Optimization Strategies

1. Model Selection

type TaskComplexity = 'simple' | 'medium' | 'complex';

function selectCostEffectiveModel(
  task: string,
  complexity: TaskComplexity
): string {
  const modelMap = {
    simple: 'gpt-4o-mini',    // $0.15/$0.60 per 1M
    medium: 'claude-haiku-4-5', // $0.25/$1.25 per 1M
    complex: 'claude-sonnet-4-6' // $3/$15 per 1M
  };

  return modelMap[complexity];
}

// Auto-detect complexity
function assessComplexity(task: string): TaskComplexity {
  const complexIndicators = ['analyze', 'compare', 'synthesize', 'evaluate', 'complex'];
  const simpleIndicators = ['format', 'extract', 'classify', 'summarize short'];

  const lower = task.toLowerCase();

  if (complexIndicators.some(i => lower.includes(i))) return 'complex';
  if (simpleIndicators.some(i => lower.includes(i))) return 'simple';
  return 'medium';
}

2. Prompt Optimization

// Before: Verbose prompt (many input tokens)
const verbosePrompt = `
You are an expert assistant. Your task is to help users with their questions.
Please be thorough and comprehensive in your responses. Make sure to consider
all aspects of the question and provide detailed explanations. If you're unsure
about something, please say so. Always be polite and professional.

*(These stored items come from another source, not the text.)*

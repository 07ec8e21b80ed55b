use std::collections::BTreeMap;
use std::net::SocketAddr;
use std::sync::Arc;

use anyhow::anyhow;
use async_trait::async_trait;
use tokio::select;
use tokio::sync::broadcast::error::RecvError;
use tokio::sync::{broadcast, mpsc, oneshot};
use tokio::task::{JoinHandle, JoinSet};
use tokio::time::{self, Instant};
use tracing::{debug, error, info, warn};

use crate::collab::{AckHandler, CacheStore, DiscoveryClient, Resolver, Transport};
use crate::config::DeliveryConfig;
use crate::delivery::engine::DeliveryEngine;
use crate::delivery::stats::KindStats;
use crate::delivery::{HostEvent, ReportRequest};
use crate::endpoint::EndpointSource;
use crate::report::ReportKind;

pub enum DeliveryCommand {
    Send {
        request: ReportRequest,
        reply: oneshot::Sender<anyhow::Result<u32>>,
    },
    Acknowledge {
        from: SocketAddr,
        sequence: u32,
    },
    Stats {
        /// `None` for the total over all kinds
        kind: Option<ReportKind>,
        reply: oneshot::Sender<KindStats>,
    },
    ResetStats,
    Endpoints {
        reply: oneshot::Sender<BTreeMap<EndpointSource, Vec<SocketAddr>>>,
    },
    Shutdown {
        reply: oneshot::Sender<()>,
    },
}

/// The application's entry point to a running delivery engine. Calls are handed over to the
///  engine's worker task and processed in order.
#[derive(Clone, Debug)]
pub struct DeliveryHandle {
    commands: mpsc::Sender<DeliveryCommand>,
}

impl DeliveryHandle {
    async fn submit(&self, command: DeliveryCommand) -> anyhow::Result<()> {
        self.commands.send(command).await
            .map_err(|_| anyhow!("delivery engine is shut down"))
    }

    /// Submits a report and returns its sequence number once the worker accepted it. This does
    ///  not wait for the report to be acknowledged.
    pub async fn send(&self, request: ReportRequest) -> anyhow::Result<u32> {
        let (reply, result) = oneshot::channel();
        self.submit(DeliveryCommand::Send { request, reply }).await?;
        result.await?
    }

    pub async fn stats(&self, kind: ReportKind) -> anyhow::Result<KindStats> {
        let (reply, result) = oneshot::channel();
        self.submit(DeliveryCommand::Stats { kind: Some(kind), reply }).await?;
        Ok(result.await?)
    }

    pub async fn total_stats(&self) -> anyhow::Result<KindStats> {
        let (reply, result) = oneshot::channel();
        self.submit(DeliveryCommand::Stats { kind: None, reply }).await?;
        Ok(result.await?)
    }

    pub async fn reset_stats(&self) -> anyhow::Result<()> {
        self.submit(DeliveryCommand::ResetStats).await
    }

    pub async fn endpoints(&self) -> anyhow::Result<BTreeMap<EndpointSource, Vec<SocketAddr>>> {
        let (reply, result) = oneshot::channel();
        self.submit(DeliveryCommand::Endpoints { reply }).await?;
        Ok(result.await?)
    }

    /// Stops the worker after persisting the overflow cache
    pub async fn shutdown(&self) -> anyhow::Result<()> {
        let (reply, result) = oneshot::channel();
        self.submit(DeliveryCommand::Shutdown { reply }).await?;
        Ok(result.await?)
    }
}

#[async_trait]
impl AckHandler for DeliveryHandle {
    async fn on_receive_accounting(&self, from: SocketAddr, sequence: u32) {
        if self.submit(DeliveryCommand::Acknowledge { from, sequence }).await.is_err() {
            debug!("acknowledgment {} from {:?} arrived after shutdown", sequence, from);
        }
    }
}

/// Validates the configuration and spawns the delivery engine's worker task
pub fn start_delivery(
    config: DeliveryConfig,
    transport: Arc<dyn Transport>,
    store: Arc<dyn CacheStore>,
    resolver: Arc<dyn Resolver>,
    discovery: Option<Arc<dyn DiscoveryClient>>,
    host_events: broadcast::Receiver<HostEvent>,
) -> anyhow::Result<(DeliveryHandle, JoinHandle<()>)> {
    config.validate()?;
    let config = Arc::new(config);

    let (commands, command_receiver) = mpsc::channel(config.command_channel_size);
    let engine = DeliveryEngine::new(config, transport, store, resolver, discovery);
    let join_handle = tokio::spawn(run_delivery(engine, command_receiver, host_events));

    Ok((DeliveryHandle { commands }, join_handle))
}

/// The engine's worker loop. All engine state is touched from here only: commands, host events,
///  timers and the results of background lookups are processed one at a time.
///
/// The loop terminates on a shutdown command or when all handles are dropped.
pub async fn run_delivery(mut engine: DeliveryEngine, mut commands: mpsc::Receiver<DeliveryCommand>, mut host_events: broadcast::Receiver<HostEvent>) {
    engine.start().await;
    info!("delivery engine started");

    let mut lookups = JoinSet::new();
    let mut host_events_open = true;

    loop {
        for job in engine.take_refresh_jobs() {
            lookups.spawn(job);
        }

        let retry_deadline = engine.retry_deadline();
        let cache_deadline = engine.cache_deadline();
        let dns_retry_deadline = engine.dns_retry_deadline();

        select! {
            cmd = commands.recv() => {
                match cmd {
                    Some(cmd) => {
                        if !on_command(&mut engine, cmd).await {
                            break;
                        }
                    }
                    None => {
                        debug!("all delivery handles were dropped - shutting down");
                        engine.shutdown().await;
                        break;
                    }
                }
            }
            evt = host_events.recv(), if host_events_open => {
                match evt {
                    Ok(evt) => engine.on_host_event(evt),
                    Err(RecvError::Lagged(n)) => {
                        warn!("missed {} host events - refreshing endpoints", n);
                        engine.on_host_events_lagged();
                    }
                    Err(RecvError::Closed) => {
                        debug!("host event channel closed");
                        host_events_open = false;
                    }
                }
            }
            Some(result) = lookups.join_next(), if !lookups.is_empty() => {
                match result {
                    Ok(result) => engine.on_refresh_result(result),
                    Err(e) => error!("endpoint lookup task failed: {}", e),
                }
            }
            _ = sleep_until_deadline(retry_deadline) => engine.on_retry_tick().await,
            _ = sleep_until_deadline(cache_deadline) => engine.on_cache_tick().await,
            _ = sleep_until_deadline(dns_retry_deadline) => engine.on_dns_retry_timer(),
        }
    }

    lookups.abort_all();
    info!("delivery engine shut down");
}

/// returns `false` if the worker should terminate
async fn on_command(engine: &mut DeliveryEngine, cmd: DeliveryCommand) -> bool {
    match cmd {
        DeliveryCommand::Send { request, reply } => {
            let result = engine.send(request).await;
            let _ = reply.send(result);
        }
        DeliveryCommand::Acknowledge { from, sequence } => {
            engine.on_acknowledgment(from, sequence).await;
        }
        DeliveryCommand::Stats { kind, reply } => {
            let stats = match kind {
                Some(kind) => engine.stats(kind),
                None => engine.total_stats(),
            };
            let _ = reply.send(stats);
        }
        DeliveryCommand::ResetStats => {
            engine.reset_stats();
        }
        DeliveryCommand::Endpoints { reply } => {
            let _ = reply.send(engine.endpoints_by_source());
        }
        DeliveryCommand::Shutdown { reply } => {
            engine.shutdown().await;
            let _ = reply.send(());
            return false;
        }
    }
    true
}

async fn sleep_until_deadline(deadline: Option<Instant>) {
    match deadline {
        Some(deadline) => time::sleep_until(deadline).await,
        None => std::future::pending().await,
    }
}

#[cfg(test)]
mod tests {
    use super::*;
    use crate::collab::NoopCacheStore;
    use crate::delivery::{NetworkInfo, NetworkKind};
    use crate::report::Severity;
    use crate::test_util::store::InMemoryCacheStore;
    use crate::test_util::transport::TrackingTransport;
    use crate::test_util::{StaticDiscovery, StaticResolver};
    use std::net::IpAddr;
    use std::str::FromStr;
    use std::time::Duration;

    const A: &str = "1.1.1.1:9700";

    fn addr(s: &str) -> SocketAddr {
        SocketAddr::from_str(s).unwrap()
    }

    struct Fixture {
        handle: DeliveryHandle,
        join_handle: JoinHandle<()>,
        transport: Arc<TrackingTransport>,
        store: Arc<InMemoryCacheStore>,
        host_events: broadcast::Sender<HostEvent>,
    }

    fn start(config: DeliveryConfig, resolver: StaticResolver, discovery: Option<Arc<dyn DiscoveryClient>>) -> Fixture {
        let transport = Arc::new(TrackingTransport::new());
        let store = Arc::new(InMemoryCacheStore::new());
        let (host_events, host_event_receiver) = broadcast::channel(16);
        let (handle, join_handle) = start_delivery(config, transport.clone(), store.clone(), Arc::new(resolver), discovery, host_event_receiver).unwrap();
        Fixture { handle, join_handle, transport, store, host_events }
    }

    fn default_fixture() -> Fixture {
        start(DeliveryConfig::new(vec![addr(A)]), StaticResolver::new(), None)
    }

    #[tokio::test(start_paused = true)]
    async fn test_send_and_ack() {
        let f = default_fixture();

        let sequence = f.handle.send(ReportRequest::new("abc", Severity::Normal, ReportKind::Counter, 3)).await.unwrap();
        assert_eq!(sequence, 1);
        assert_eq!(f.transport.sent_sequences().await, vec![1]);

        f.handle.on_receive_accounting(addr(A), sequence).await;
        let stats = f.handle.stats(ReportKind::Counter).await.unwrap();
        assert_eq!(stats.sent, 1);
        assert_eq!(stats.acked, 1);

        // no resend after the acknowledgment
        time::sleep(Duration::from_secs(30)).await;
        assert!(f.transport.sent_sequences().await.is_empty());

        f.handle.reset_stats().await.unwrap();
        assert_eq!(f.handle.total_stats().await.unwrap(), KindStats::default());
    }

    #[tokio::test(start_paused = true)]
    async fn test_unacknowledged_report_is_retried_and_cached() {
        let f = default_fixture();

        f.handle.send(ReportRequest::new("x", Severity::Low, ReportKind::Event, 1)).await.unwrap();
        time::sleep(Duration::from_secs(6)).await;
        assert_eq!(f.transport.sent_sequences().await, vec![1, 1]);

        time::sleep(Duration::from_secs(5)).await;
        let stats = f.handle.stats(ReportKind::Event).await.unwrap();
        assert_eq!(stats.resent, 1);
        assert_eq!(stats.cached, 1);
    }

    #[tokio::test(start_paused = true)]
    async fn test_dns_and_discovery_on_start() {
        let mut config = DeliveryConfig::new(vec![addr(A)]);
        config.dns_hostnames = vec!["ingest.example.com".to_string()];
        let resolver = StaticResolver::new()
            .with_host("ingest.example.com", vec![IpAddr::from_str("2001:db8::7").unwrap()]);
        let discovery = StaticDiscovery { endpoints: vec![addr("10.9.9.9:9800")] };

        let f = start(config, resolver, Some(Arc::new(discovery)));
        time::sleep(Duration::from_millis(1)).await;

        let endpoints = f.handle.endpoints().await.unwrap();
        assert_eq!(endpoints.get(&EndpointSource::Dns), Some(&vec![addr("[2001:db8::7]:9700")]));
        assert_eq!(endpoints.get(&EndpointSource::Discovery), Some(&vec![addr("10.9.9.9:9800"), addr("[::ffff:10.9.9.9]:9800")]));
    }

    #[tokio::test(start_paused = true)]
    async fn test_dns_retry_timer() {
        let mut config = DeliveryConfig::new(vec![addr(A)]);
        config.dns_hostnames = vec!["ingest.example.com".to_string()];

        let f = start(config, StaticResolver::new(), None);
        time::sleep(Duration::from_secs(60)).await;

        // only hardcoded endpoints, and the worker is still alive after giving up on DNS
        let endpoints = f.handle.endpoints().await.unwrap();
        assert_eq!(endpoints.keys().copied().collect::<Vec<_>>(), vec![EndpointSource::Hardcoded]);
    }

    #[tokio::test(start_paused = true)]
    async fn test_network_change_event() {
        let f = start(DeliveryConfig::new(vec![addr(A)]), StaticResolver::new(), Some(Arc::new(StaticDiscovery { endpoints: vec![addr("10.9.9.9:9800")] })));
        time::sleep(Duration::from_millis(1)).await;
        assert!(f.handle.endpoints().await.unwrap().contains_key(&EndpointSource::Discovery));

        f.host_events.send(HostEvent::NetworkChanged(NetworkInfo {
            kind: NetworkKind::Cellular4G,
            has_ipv4: true,
            has_ipv6: true,
        })).unwrap();
        time::sleep(Duration::from_millis(1)).await;

        // endpoints are cleared and rebuilt, discovery is queried again for the new network
        let endpoints = f.handle.endpoints().await.unwrap();
        assert_eq!(endpoints.keys().copied().collect::<Vec<_>>(), vec![EndpointSource::Hardcoded, EndpointSource::Discovery]);
        assert_eq!(endpoints.get(&EndpointSource::Discovery), Some(&vec![addr("10.9.9.9:9800"), addr("[::ffff:10.9.9.9]:9800")]));
    }

    #[tokio::test(start_paused = true)]
    async fn test_shutdown_persists_cache() {
        let f = default_fixture();

        f.handle.send(ReportRequest::new("x", Severity::Normal, ReportKind::Event, 1)).await.unwrap();
        time::sleep(Duration::from_secs(11)).await;
        assert_eq!(f.handle.stats(ReportKind::Event).await.unwrap().cached, 1);

        f.handle.shutdown().await.unwrap();
        f.join_handle.await.unwrap();

        assert_eq!(f.store.snapshot().await.len(), 1);
        assert!(f.handle.send(ReportRequest::new("y", Severity::Normal, ReportKind::Event, 1)).await.is_err());
    }

    #[tokio::test(start_paused = true)]
    async fn test_worker_stops_when_handles_are_dropped() {
        let f = default_fixture();
        drop(f.handle);
        f.join_handle.await.unwrap();
    }

    #[tokio::test(start_paused = true)]
    async fn test_invalid_config_is_rejected() {
        let (_, host_event_receiver) = broadcast::channel(1);
        let result = start_delivery(
            DeliveryConfig::new(vec![]),
            Arc::new(TrackingTransport::new()),
            Arc::new(NoopCacheStore),
            Arc::new(StaticResolver::new()),
            None,
            host_event_receiver,
        );
        assert!(result.is_err());
    }
}
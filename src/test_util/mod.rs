//! Fakes for the delivery engine's collaborators. They are used for testing the engine itself,
//!  but they are also exported for application testing, which is why they are part of the
//!  crate's regular (non-#[cfg(test)]) code.

pub mod store;
pub mod transport;

use std::net::{IpAddr, SocketAddr};

use anyhow::anyhow;
use async_trait::async_trait;
use rustc_hash::FxHashMap;

use crate::collab::{DiscoveryClient, Resolver};

/// Resolves host names from a fixed table, failing for unknown names
#[derive(Default)]
pub struct StaticResolver {
    hosts: FxHashMap<String, Vec<IpAddr>>,
}

impl StaticResolver {
    pub fn new() -> StaticResolver {
        Default::default()
    }

    pub fn with_host(mut self, host: &str, ips: Vec<IpAddr>) -> StaticResolver {
        self.hosts.insert(host.to_string(), ips);
        self
    }
}

#[async_trait]
impl Resolver for StaticResolver {
    async fn resolve(&self, host: &str) -> anyhow::Result<Vec<IpAddr>> {
        self.hosts.get(host)
            .cloned()
            .ok_or_else(|| anyhow!("unknown host {}", host))
    }
}

/// Always discovers the same endpoints
pub struct StaticDiscovery {
    pub endpoints: Vec<SocketAddr>,
}

#[async_trait]
impl DiscoveryClient for StaticDiscovery {
    async fn discover(&self) -> anyhow::Result<Vec<SocketAddr>> {
        Ok(self.endpoints.clone())
    }
}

User question: ${question}
`;

// After: Concise prompt (fewer input tokens)
const concisePrompt = `Answer concisely: ${question}`;

// Savings: ~80% reduction in input tokens

3. Response Length Control

// Instruct the model to be concise
const prompt = `
${task}

Respond in under 100 words. Use bullet points.
`;

// Or use max_tokens parameter
const response = await client.messages.create({
  model: 'claude-haiku-4-5',
  max_tokens: 500, // Limit output
  messages: [{ role: 'user', content: prompt }]
});

4. Caching

// Use Anthropic prompt caching
const response = await client.messages.create({
  model: 'claude-sonnet-4-6',
  messages: [{
    role: 'user',
    content: [
      {
        type: 'text',
        text: longSystemContext,
        cache_control: { type: 'ephemeral' } // Cache this
      },
      { type: 'text', text: userQuestion }
    ]
  }]
});

// Cached tokens cost 90% less

Alerting

interface CostAlert {
  type: 'threshold' | 'spike' | 'anomaly';
  threshold: number;
  action: 'notify' | 'throttle' | 'block';
}

class CostAlertSystem {
  private alerts: CostAlert[] = [
    { type: 'threshold', threshold: 100, action: 'notify' },   // $100/day
    { type: 'threshold', threshold: 500, action: 'throttle' }, // $500/day
    { type: 'spike', threshold: 5, action: 'notify' }          // 5x normal
  ];

  async checkAlerts(currentCost: number, historicalAvg: number): Promise<void> {
    for (const alert of this.alerts) {
      if (alert.type === 'threshold' && currentCost > alert.threshold) {
        await this.triggerAlert(alert, `Daily cost $${currentCost} exceeds $${alert.threshold}`);
      }

      if (alert.type === 'spike' && currentCost > historicalAvg * alert.threshold) {
        await this.triggerAlert(alert, `Cost spike: $${currentCost} is ${(currentCost/historicalAvg).toFixed(1)}x normal`);
      }
    }
  }
}

Dashboard Metrics

interface CostDashboard {
  // Real-time
  currentHourCost: number;
  currentDayCost: number;
  currentMonthCost: number;

  // Trends
  costTrend7d: { date: string; cost: number }[];
  projectedMonthEnd: number;

  // Breakdown
  topOperations: { name: string; cost: number; trend: 'up' | 'down' | 'stable' }[];
  modelMix: { model: string; percentage: number }[];

  // Alerts
  activeAlerts: string[];
  budgetUtilization: number;
}

Best Practices

Track everything - Log all API calls with metadata
Set budgets early - Don't wait for the first big bill
Use tiered models - Not every task needs the best model
Optimize prompts - Fewer tokens = lower cost
Cache when possible - Reuse expensive computations
Review regularly - Weekly cost reviews catch issues early
Alert on anomalies - Catch runaway costs immediately